* **Given records**
################

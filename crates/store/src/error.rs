//! Store-level error taxonomy.

use leadline_client::CrmApiError;

/// Errors surfaced to UI callers by store operations.
///
/// Cloneable with string payloads so a deduplicated failure can be
/// delivered to every caller waiting on the shared request.
#[derive(Debug, Clone, PartialEq, Eq, thiserror::Error)]
pub enum StoreError {
    /// The network or HTTP layer failed.
    #[error("Request failed: {0}")]
    Transport(String),

    /// The backend processed the request and reported failure.
    #[error("Rejected by server: {0}")]
    Rejected(String),
}

impl From<CrmApiError> for StoreError {
    fn from(err: CrmApiError) -> Self {
        match err {
            CrmApiError::Request(e) => StoreError::Transport(e.to_string()),
            CrmApiError::Api { status, body } => {
                StoreError::Transport(format!("HTTP {status}: {body}"))
            }
            CrmApiError::Rejected(message) => StoreError::Rejected(message),
        }
    }
}
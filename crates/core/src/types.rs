/// All server-assigned record identifiers are numeric.
pub type DbId = i64;

/// Server-authoritative timestamps travel as ISO-8601 text.
pub type IsoTimestamp = String;

/// Current time as an ISO-8601 UTC string.
///
/// Used to refresh a record's `updated_at` locally between server
/// round-trips; the server value wins on the next fetch.
pub fn now_iso() -> IsoTimestamp {
    chrono::Utc::now().to_rfc3339()
}
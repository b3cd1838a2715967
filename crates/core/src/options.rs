//! Enumerated option catalogs and wire-value mapping.
//!
//! Each classification field on a lead (stage, priority, source) has a
//! fixed catalog pairing the internal label shown to sales staff with
//! the wire value the API speaks. Mapping never fails: unknown internal
//! labels pass through unchanged on the way out, and unknown wire
//! values coerce to the catalog's fallback on the way in, so records
//! keep rendering when the client and server catalogs drift apart.

/// One catalog member: an internal label and its wire representation.
#[derive(Debug, Clone, Copy, PartialEq, Eq)]
pub struct OptionEntry {
    pub label: &'static str,
    pub wire: &'static str,
}

/// A fixed catalog of options for one classification field.
#[derive(Debug, Clone, Copy)]
pub struct OptionSet {
    /// Field name the catalog belongs to, e.g. `"stage"`.
    pub name: &'static str,
    pub entries: &'static [OptionEntry],
    /// Label used when a wire value matches no entry.
    pub fallback: &'static str,
}

const fn entry(label: &'static str, wire: &'static str) -> OptionEntry {
    OptionEntry { label, wire }
}

/// Pipeline stages a lead moves through.
pub const STAGES: OptionSet = OptionSet {
    name: "stage",
    entries: &[
        entry("Fresh Lead", "fresh"),
        entry("Contacted", "contacted"),
        entry("Follow Up", "follow_up"),
        entry("Site Visit", "site_visit"),
        entry("Negotiation", "negotiation"),
        entry("Closed Won", "won"),
        entry("Closed Lost", "lost"),
    ],
    fallback: "Fresh Lead",
};

/// Lead temperature.
pub const PRIORITIES: OptionSet = OptionSet {
    name: "priority",
    entries: &[
        entry("General", "general"),
        entry("Cold", "cold"),
        entry("Warm", "warm"),
        entry("Hot", "hot"),
    ],
    fallback: "General",
};

/// Acquisition channel the lead arrived through.
pub const SOURCES: OptionSet = OptionSet {
    name: "source",
    entries: &[
        entry("Other", "other"),
        entry("Website", "website"),
        entry("Referral", "referral"),
        entry("Facebook", "facebook"),
        entry("Google Ads", "google_ads"),
        entry("Walk In", "walk_in"),
    ],
    fallback: "Other",
};

impl OptionSet {
    /// Whether `label` is a member of this catalog.
    pub fn contains(&self, label: &str) -> bool {
        self.entries.iter().any(|e| e.label == label)
    }

    /// Map an internal label to its wire value.
    ///
    /// Labels outside the catalog pass through unchanged; the server
    /// decides whether it accepts them.
    pub fn to_wire<'a>(&self, label: &'a str) -> &'a str {
        match self.entries.iter().find(|e| e.label == label) {
            Some(e) => e.wire,
            None => label,
        }
    }

    /// Map a raw wire value back to an internal label.
    ///
    /// A raw value that is itself a recognized internal label is kept
    /// (older records stored labels directly); anything else becomes the
    /// catalog fallback.
    pub fn from_wire<'a>(&self, raw: &'a str) -> &'a str {
        if let Some(e) = self.entries.iter().find(|e| e.wire == raw) {
            return e.label;
        }
        if self.contains(raw) {
            return raw;
        }
        self.fallback
    }
}

// ---------------------------------------------------------------------------
// Tests
// ---------------------------------------------------------------------------

#[cfg(test)]
mod tests {
    use super::*;

    #[test]
    fn round_trip_every_catalog_member() {
        for set in [STAGES, PRIORITIES, SOURCES] {
            for e in set.entries {
                assert_eq!(set.from_wire(set.to_wire(e.label)), e.label);
            }
        }
    }

    #[test]
    fn stage_maps_to_wire_value() {
        assert_eq!(STAGES.to_wire("Follow Up"), "follow_up");
        assert_eq!(STAGES.to_wire("Closed Won"), "won");
    }

    #[test]
    fn unknown_label_passes_through_unchanged() {
        assert_eq!(STAGES.to_wire("Archived"), "Archived");
    }

    #[test]
    fn unknown_wire_value_falls_back() {
        assert_eq!(STAGES.from_wire("zombie"), "Fresh Lead");
        assert_eq!(PRIORITIES.from_wire(""), "General");
        assert_eq!(SOURCES.from_wire("carrier_pigeon"), "Other");
    }

    #[test]
    fn internal_label_on_the_wire_is_kept() {
        // Legacy records stored the display label directly.
        assert_eq!(STAGES.from_wire("Negotiation"), "Negotiation");
        assert_eq!(PRIORITIES.from_wire("Hot"), "Hot");
    }

    #[test]
    fn catalog_fallbacks_are_members() {
        for set in [STAGES, PRIORITIES, SOURCES] {
            assert!(set.contains(set.fallback), "{} fallback", set.name);
        }
    }
}
//! Translation of a [`LeadQuery`] into wire query parameters.

use leadline_core::filter::{FilterOp, FilterOption};
use leadline_core::options::{OptionSet, PRIORITIES, SOURCES, STAGES};
use leadline_core::query::LeadQuery;
use serde_json::Value;

/// Build the query-parameter list for a paged read.
///
/// Enumerated filter values map to their wire values, budget bounds
/// become `min_budget`/`max_budget`, the pipeline flag becomes
/// `pipeline`, and every other filter passes through under its own
/// field name. An empty search is omitted entirely.
pub fn read_params(resource: &str, query: &LeadQuery) -> Vec<(String, String)> {
    let mut params = vec![
        ("resource".to_string(), resource.to_string()),
        ("page".to_string(), query.page.to_string()),
        ("per_page".to_string(), query.per_page.to_string()),
        ("sort_by".to_string(), query.sort_by.clone()),
        ("sort_dir".to_string(), query.sort_dir.as_str().to_string()),
    ];

    if !query.search.is_empty() {
        params.push(("search".to_string(), query.search.clone()));
    }

    for filter in &query.filters {
        if let Some(pair) = filter_param(filter) {
            params.push(pair);
        }
    }

    params
}

/// Map one filter to its wire parameter, or `None` for values that
/// cannot be expressed (null).
fn filter_param(filter: &FilterOption) -> Option<(String, String)> {
    match (filter.field.as_str(), filter.op) {
        ("stage", _) => Some(("stage".to_string(), catalog_text(&STAGES, &filter.value)?)),
        ("priority", _) => Some((
            "priority".to_string(),
            catalog_text(&PRIORITIES, &filter.value)?,
        )),
        ("source", _) => Some(("source".to_string(), catalog_text(&SOURCES, &filter.value)?)),
        ("budget", FilterOp::Gte) => Some(("min_budget".to_string(), plain_text(&filter.value)?)),
        ("budget", FilterOp::Lte) => Some(("max_budget".to_string(), plain_text(&filter.value)?)),
        ("in_pipeline", _) | ("pipeline", _) => {
            Some(("pipeline".to_string(), plain_text(&filter.value)?))
        }
        (field, _) => Some((field.to_string(), plain_text(&filter.value)?)),
    }
}

/// Render a filter value as parameter text, mapping each element of an
/// enumerated field through its catalog. Lists join with commas.
fn catalog_text(set: &OptionSet, value: &Value) -> Option<String> {
    match value {
        Value::Null => None,
        Value::String(s) => Some(set.to_wire(s).to_string()),
        Value::Array(items) => Some(
            items
                .iter()
                .map(|v| match v {
                    Value::String(s) => set.to_wire(s).to_string(),
                    other => other.to_string(),
                })
                .collect::<Vec<_>>()
                .join(","),
        ),
        other => Some(other.to_string()),
    }
}

/// Render a filter value as parameter text without catalog mapping.
fn plain_text(value: &Value) -> Option<String> {
    match value {
        Value::Null => None,
        Value::String(s) => Some(s.clone()),
        Value::Array(items) => Some(
            items
                .iter()
                .map(|v| match v {
                    Value::String(s) => s.clone(),
                    other => other.to_string(),
                })
                .collect::<Vec<_>>()
                .join(","),
        ),
        other => Some(other.to_string()),
    }
}

// ---------------------------------------------------------------------------
// Tests
// ---------------------------------------------------------------------------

################

* **Exercise**
Word for word, repeat the data from its first line through the line with "fn from(err: CrmApiError)", including both of those lines and no others.

* **Answer below**
filename crates/store/src/error.rs
//! Store-level error taxonomy.

use leadline_client::CrmApiError;

/// Errors surfaced to UI callers by store operations.
///
/// Cloneable with string payloads so a deduplicated failure can be
/// delivered to every caller waiting on the shared request.
#[derive(Debug, Clone, PartialEq, Eq, thiserror::Error)]
pub enum StoreError {
    /// The network or HTTP layer failed.
    #[error("Request failed: {0}")]
    Transport(String),

    /// The backend processed the request and reported failure.
    #[error("Rejected by server: {0}")]
    Rejected(String),
}

impl From<CrmApiError> for StoreError {
    fn from(err: CrmApiError) -> Self {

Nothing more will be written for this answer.